Even the longest-running and most tradition-bound of the majors, Wimbledon, is abandoning line judges and moving to an automatic system this year. The WTA and ATP added machine-generated rulings this season for tour events on red clay, the surface at the French Open. But Grand Slam hosts can do what they want, and the French tennis federation is keeping the human element.

 

Djokovic, the 24-time major champion scheduled to play his first-round match in Paris on Tuesday, understands why folks might prefer the way to keep things the way they were for more than a century in his sport.

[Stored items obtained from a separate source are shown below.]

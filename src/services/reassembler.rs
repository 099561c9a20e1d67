//! Rebuilds an asset's files from its staged chunk parts.

use crate::{
    errors::{GatewayError, GatewayResult},
    models::manifest::ManifestEntry,
    services::chunk_store::{ChunkStore, ensure_relative_path_safe, ensure_token_safe},
};
use std::{
    io::{self, ErrorKind, SeekFrom},
    path::PathBuf,
};
use tokio::{
    fs::{self, File, OpenOptions},
    io::{AsyncBufReadExt, AsyncSeekExt, AsyncWriteExt, BufReader},
};
use tracing::{debug, info};

#[derive(Clone, Debug)]
pub struct Reassembler {
    store: ChunkStore,
}

impl Reassembler {
    pub fn new(store: ChunkStore) -> Self {
        Self { store }
    }

    /// Regenerate every file listed in the asset's manifest and return the
    /// root of the reassembled tree.
    ///
    /// Chunk `n` of an entry is written at `chunk_size * (n - 1)`, so parts may
    /// be applied in any order. Each entry's chunk directory is removed once
    /// its file is complete; the manifest goes last. Without a manifest the
    /// call is a no-op. Errors leave partial output in place and keep the
    /// manifest so the next pass can redo the unfinished entries.
    pub async fn reassemble(&self, asset_id: &str) -> GatewayResult<PathBuf> {
        ensure_token_safe("asset id", asset_id)?;
        let files_root = self.store.files_root(asset_id);
        let manifest_path = self.store.manifest_path(asset_id);

        let manifest = match File::open(&manifest_path).await {
            Ok(file) => file,
            Err(err) if err.kind() == ErrorKind::NotFound => {
                debug!(asset_id, "no manifest, nothing to reassemble");
                return Ok(files_root);
            }
            Err(err) => return Err(GatewayError::Io(err)),
        };

        let mut lines = BufReader::new(manifest).lines();
        let mut rebuilt = 0usize;
        while let Some(line) = lines.next_line().await? {
            if line.trim().is_empty() {
                continue;
            }
            let entry: ManifestEntry = serde_json::from_str(&line).map_err(|err| {
                GatewayError::Io(io::Error::new(
                    ErrorKind::InvalidData,
                    format!("corrupt manifest line for asset {}: {}", asset_id, err),
                ))
            })?;
            if self.rebuild_entry(asset_id, &entry).await? {
                rebuilt += 1;
            }
        }

        fs::remove_file(&manifest_path).await?;
        match fs::remove_dir_all(self.store.chunks_dir(asset_id)).await {
            Ok(()) => {}
            Err(err) if err.kind() == ErrorKind::NotFound => {}
            Err(err) => return Err(GatewayError::Io(err)),
        }

        info!(asset_id, files = rebuilt, "reassembled asset");
        Ok(files_root)
    }

    /// Returns `false` when the entry was already rebuilt by an earlier pass.
    async fn rebuild_entry(&self, asset_id: &str, entry: &ManifestEntry) -> GatewayResult<bool> {
        ensure_token_safe("chunk identifier", &entry.identifier)?;
        ensure_relative_path_safe(&entry.relative_path)?;
        entry.validate()?;

        let id_dir = self.store.identifier_dir(asset_id, &entry.identifier);
        if !fs::try_exists(&id_dir).await? {
            debug!(asset_id, identifier = %entry.identifier, "entry already reassembled");
            return Ok(false);
        }

        let destination = self.store.files_root(asset_id).join(&entry.relative_path);
        if let Some(parent) = destination.parent() {
            fs::create_dir_all(parent).await?;
        }

        // A later entry for the same path replaces the earlier file.
        let mut file = OpenOptions::new()
            .create(true)
            .write(true)
            .truncate(true)
            .open(&destination)
            .await?;
        for chunk_number in 1..=entry.total_chunks {
            let part = self
                .store
                .part_path(asset_id, &entry.identifier, chunk_number);
            let data = fs::read(&part).await?;
            entry.check_part(chunk_number, data.len() as u64)?;
            let offset = entry.offset_of(chunk_number).ok_or_else(|| {
                GatewayError::InvalidInput(format!("chunk {} offset overflows", chunk_number))
            })?;
            file.seek(SeekFrom::Start(offset)).await?;
            file.write_all(&data).await?;
        }
        file.flush().await?;
        file.sync_all().await?;

        fs::remove_dir_all(&id_dir).await?;
        debug!(
            asset_id,
            identifier = %entry.identifier,
            path = %destination.display(),
            chunks = entry.total_chunks,
            "rebuilt file"
        );
        Ok(true)
    }
}

#[cfg(test)]
mod tests {
    use super::*;
    use crate::services::chunk_store::ChunkUpload;
    use bytes::Bytes;

    fn source(len: usize) -> Vec<u8> {
        (0..len).map(|i| (i * 7 % 251) as u8).collect()
    }

    async fn stage(store: &ChunkStore, asset_id: &str, path: &str, data: &[u8], size: usize, order: &[u32]) {
        let total = data.len().div_ceil(size) as u32;
        for &number in order {
            let start = size * (number as usize - 1);
            let end = (start + size).min(data.len());
            let chunk = ChunkUpload {
                identifier: format!("{}-{}", data.len(), path.replace(['/', '.'], "")),
                chunk_number: number,
                total_chunks: total,
                chunk_size: size as u64,
                total_size: data.len() as u64,
                relative_path: path.to_string(),
            };
            store
                .put_chunk(asset_id, &chunk, Bytes::copy_from_slice(&data[start..end]))
                .await
                .unwrap();
        }
    }

    #[tokio::test]
    async fn test_any_chunk_order_gives_identical_file() {
        let data = source(1000);
        let orders: [&[u32]; 4] = [
            &[1, 2, 3, 4, 5, 6, 7],
            &[7, 6, 5, 4, 3, 2, 1],
            &[4, 1, 7, 2, 6, 3, 5],
            &[2, 3, 4, 5, 6, 7, 1],
        ];
        for order in orders {
            let dir = tempfile::tempdir().unwrap();
            let store = ChunkStore::new(dir.path());
            stage(&store, "a1", "folder/file.bin", &data, 150, order).await;

            let root = Reassembler::new(store.clone()).reassemble("a1").await.unwrap();
            let rebuilt = fs::read(root.join("folder/file.bin")).await.unwrap();
            assert_eq!(rebuilt, data, "order {:?}", order);
        }
    }

    #[tokio::test]
    async fn test_reassemble_cleans_up_and_is_idempotent() {
        let dir = tempfile::tempdir().unwrap();
        let store = ChunkStore::new(dir.path());
        let data = source(250);
        stage(&store, "a1", "folder/file.bin", &data, 100, &[1, 2, 3]).await;

        let reassembler = Reassembler::new(store.clone());
        let root = reassembler.reassemble("a1").await.unwrap();
        assert!(!fs::try_exists(store.manifest_path("a1")).await.unwrap());
        assert!(!fs::try_exists(store.identifier_dir("a1", "250-folderfilebin")).await.unwrap());

        let again = reassembler.reassemble("a1").await.unwrap();
        assert_eq!(again, root);
        assert_eq!(fs::read(root.join("folder/file.bin")).await.unwrap(), data);
    }

    #[tokio::test]
    async fn test_multiple_files_in_one_asset() {
        let dir = tempfile::tempdir().unwrap();
        let store = ChunkStore::new(dir.path());
        let a = source(300);
        let b = source(42);
        stage(&store, "a1", "site/index.html", &a, 128, &[3, 1, 2]).await;
        stage(&store, "a1", "site/css/app.css", &b, 128, &[1]).await;

        let root = Reassembler::new(store).reassemble("a1").await.unwrap();
        assert_eq!(fs::read(root.join("site/index.html")).await.unwrap(), a);
        assert_eq!(fs::read(root.join("site/css/app.css")).await.unwrap(), b);
    }

    #[tokio::test]
    async fn test_missing_part_fails_and_keeps_manifest() {
        let dir = tempfile::tempdir().unwrap();
        let store = ChunkStore::new(dir.path());
        let data = source(250);
        stage(&store, "a1", "file.bin", &data, 100, &[1, 3]).await;

        let reassembler = Reassembler::new(store.clone());
        assert!(matches!(
            reassembler.reassemble("a1").await,
            Err(GatewayError::Io(_))
        ));
        assert!(fs::try_exists(store.manifest_path("a1")).await.unwrap());

        stage(&store, "a1", "file.bin", &data, 100, &[2]).await;
        let root = reassembler.reassemble("a1").await.unwrap();
        assert_eq!(fs::read(root.join("file.bin")).await.unwrap(), data);
    }

    #[tokio::test]
    async fn test_no_manifest_is_noop() {
        let dir = tempfile::tempdir().unwrap();
        let store = ChunkStore::new(dir.path());
        let root = Reassembler::new(store.clone()).reassemble("never").await.unwrap();
        assert_eq!(root, store.files_root("never"));
    }

    #[tokio::test]
    async fn test_oversized_layout_in_manifest_is_rejected() {
        let dir = tempfile::tempdir().unwrap();
        let store = ChunkStore::new(dir.path());
        let entry = ManifestEntry {
            identifier: "9-abc".into(),
            relative_path: "abc.bin".into(),
            chunk_size: 1 << 40,
            total_chunks: 3,
            total_size: 9,
        };
        fs::create_dir_all(store.identifier_dir("a1", "9-abc")).await.unwrap();
        for n in 1..=3 {
            fs::write(store.part_path("a1", "9-abc", n), b"abc").await.unwrap();
        }
        let mut line = serde_json::to_vec(&entry).unwrap();
        line.push(b'\n');
        fs::write(store.manifest_path("a1"), line).await.unwrap();

        let result = Reassembler::new(store.clone()).reassemble("a1").await;
        assert!(matches!(result, Err(GatewayError::InvalidInput(_))));
        assert!(!store.files_root("a1").join("abc.bin").exists());
    }

    #[tokio::test]
    async fn test_same_path_reuploaded_keeps_only_latest_bytes() {
        let dir = tempfile::tempdir().unwrap();
        let store = ChunkStore::new(dir.path());
        let long = source(300);
        let short = vec![9u8; 120];
        stage(&store, "a1", "file.bin", &long, 100, &[1, 2, 3]).await;
        stage(&store, "a1", "file.bin", &short, 100, &[1, 2]).await;

        let root = Reassembler::new(store).reassemble("a1").await.unwrap();
        assert_eq!(fs::read(root.join("file.bin")).await.unwrap(), short);
    }
}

He gets why there could be an inclination to shy away from too much change in a world now drowning in cell phones and streaming and social media.

 

“You don’t want to give everything away to the technology, right? But if I have to choose between the two, I’m more of a proponent of technology. It’s just more accurate, saves time, and means less people on the court” said Djokovic, 38, who was disqualified from the 2020 US Open for inadvertently hitting an official with a ball hit out of frustration between games.

 

That edition of the tournament in New York only placed line judges on its two largest courts, while others used an electronic setup, a nod to the COVID-19 pandemic. The Australian Open got rid of all line judges in 2021, a first at a tennis major; the US Open did the same later that year. The French Open remains a holdout, and that's not likely to change anytime soon.

 

Some tennis players resort to taking photos

 

No matter the form of officiating, there invariably are times when athletes — perhaps eyesight or faith strained by heat-of-the-moment tension and an eagerness to be correct — just won’t agree with a call. That, in turn, can lead to extended arguments and sometimes a scene seen recently: A player grabs a cell phone from the sideline to snap a photo of a mark in a bid to prove, and win, a point.

 

Aryna Sabalenka, a three-time Slam champ and No. 1 women's player, and Alexander Zverev, a three-time major finalist, did just that, although they weren't the first. Back at the 2013 French Open, Sergiy Stakhovsky put down his racket and took a picture of where a ball had landed during a loss to Richard Gasquet; Stakhovsky said then he’d done it before.